Saved entries:
+ + + + +

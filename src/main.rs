/// Entry point and game loop.

mod config;
mod domain;
mod sim;
mod ui;

use std::time::{Duration, Instant};

use crossterm::event::KeyCode;

use config::GameConfig;
use domain::entity::{Direction, FrameInput};
use sim::event::GameEvent;
use sim::level;
use sim::step;
use sim::world::{GameState, Phase};
use ui::gamepad::Gamepad;
use ui::input::Keyboard;
use ui::renderer::Renderer;
use ui::sound::SoundEngine;

/// Minimum sleep when a tick overruns its period, so the host terminal
/// is never starved.
const OVERRUN_FLOOR: Duration = Duration::from_millis(5);

// ── Key Constants ──

const KEYS_LEFT: &[KeyCode] = &[KeyCode::Left, KeyCode::Char('a'), KeyCode::Char('A')];
const KEYS_RIGHT: &[KeyCode] = &[KeyCode::Right, KeyCode::Char('d'), KeyCode::Char('D')];
const KEYS_UP: &[KeyCode] = &[KeyCode::Up, KeyCode::Char('w'), KeyCode::Char('W')];
const KEYS_DOWN: &[KeyCode] = &[KeyCode::Down, KeyCode::Char('s'), KeyCode::Char('S')];
const KEYS_ACTION: &[KeyCode] = &[KeyCode::Char(' '), KeyCode::Enter, KeyCode::Char('z')];
const KEYS_QUIT: &[KeyCode] = &[KeyCode::Esc, KeyCode::Char('q'), KeyCode::Char('Q')];

fn main() {
    let config = GameConfig::load();
    let mut world = level::load_campaign(&config);

    let mut renderer = Renderer::new();
    if let Err(e) = renderer.init() {
        eprintln!("Terminal init failed: {e}");
        return;
    }

    let mut sound = SoundEngine::new();
    if let Some(s) = sound.as_mut() {
        s.play_music(&world.map().bgm);
    }

    let result = game_loop(&mut world, &mut renderer, &mut sound, &config);

    if let Err(e) = renderer.cleanup() {
        eprintln!("Terminal cleanup failed: {e}");
    }
    if let Err(e) = result {
        eprintln!("Game error: {e}");
    }

    println!();
    if world.phase == Phase::Finished {
        println!("WINNER! The realm is saved.");
    }
    println!("Thanks for playing Realm Walker!");
}

fn game_loop(
    world: &mut GameState,
    renderer: &mut Renderer,
    sound: &mut Option<SoundEngine>,
    config: &GameConfig,
) -> Result<(), Box<dyn std::error::Error>> {
    let mut kb = Keyboard::new();
    let mut gp = Gamepad::new();
    let period = Duration::from_millis(config.pace.tick_rate_ms);

    loop {
        let tick_start = Instant::now();

        kb.drain();
        gp.update();

        if kb.ctrl_c() || kb.any_pressed(KEYS_QUIT) || gp.quit_pressed() {
            break;
        }

        let input = FrameInput {
            movement: detect_movement(&kb, &gp),
            action: kb.any_pressed(KEYS_ACTION) || gp.action_pressed(),
        };

        let events = step::step(world, input);
        process_sound_events(sound, &events, world);

        renderer.render(world, config.debug_overlay)?;

        if events.contains(&GameEvent::Quit) {
            break;
        }

        // One tick per loop iteration, no catch-up: an overrunning tick
        // just pushes the next one back by the floor delay.
        let sleep = period
            .checked_sub(tick_start.elapsed())
            .filter(|d| !d.is_zero())
            .unwrap_or(OVERRUN_FLOOR);
        std::thread::sleep(sleep);
    }

    Ok(())
}

fn detect_movement(kb: &Keyboard, gp: &Gamepad) -> Option<Direction> {
    if kb.any_held(KEYS_LEFT) || gp.left_held() {
        Some(Direction::Left)
    } else if kb.any_held(KEYS_RIGHT) || gp.right_held() {
        Some(Direction::Right)
    } else if kb.any_held(KEYS_UP) || gp.up_held() {
        Some(Direction::Up)
    } else if kb.any_held(KEYS_DOWN) || gp.down_held() {
        Some(Direction::Down)
    } else {
        None
    }
}

fn process_sound_events(sound: &mut Option<SoundEngine>, events: &[GameEvent], world: &GameState) {
    let Some(sfx) = sound.as_mut() else {
        return;
    };
    for event in events {
        match event {
            GameEvent::TreasureFound { .. } => sfx.play_treasure(),
            GameEvent::DoorOpened => sfx.play_door(),
            GameEvent::HeroDied => sfx.play_die(),
            GameEvent::GameWon => sfx.play_fanfare(),
            GameEvent::MapEntered { map } => {
                sfx.play_step();
                sfx.play_music(&world.maps[*map].bgm);
            }
            GameEvent::DoorLocked | GameEvent::Dialogue | GameEvent::Quit => {}
        }
    }
}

+ + + + +

[Task goal] Only lines holding the word "cleanup" are wanted, so copy each of them from the records above.

[Solution to this exercise]
    if let Err(e) = renderer.cleanup() {
        eprintln!("Terminal cleanup failed: {e}");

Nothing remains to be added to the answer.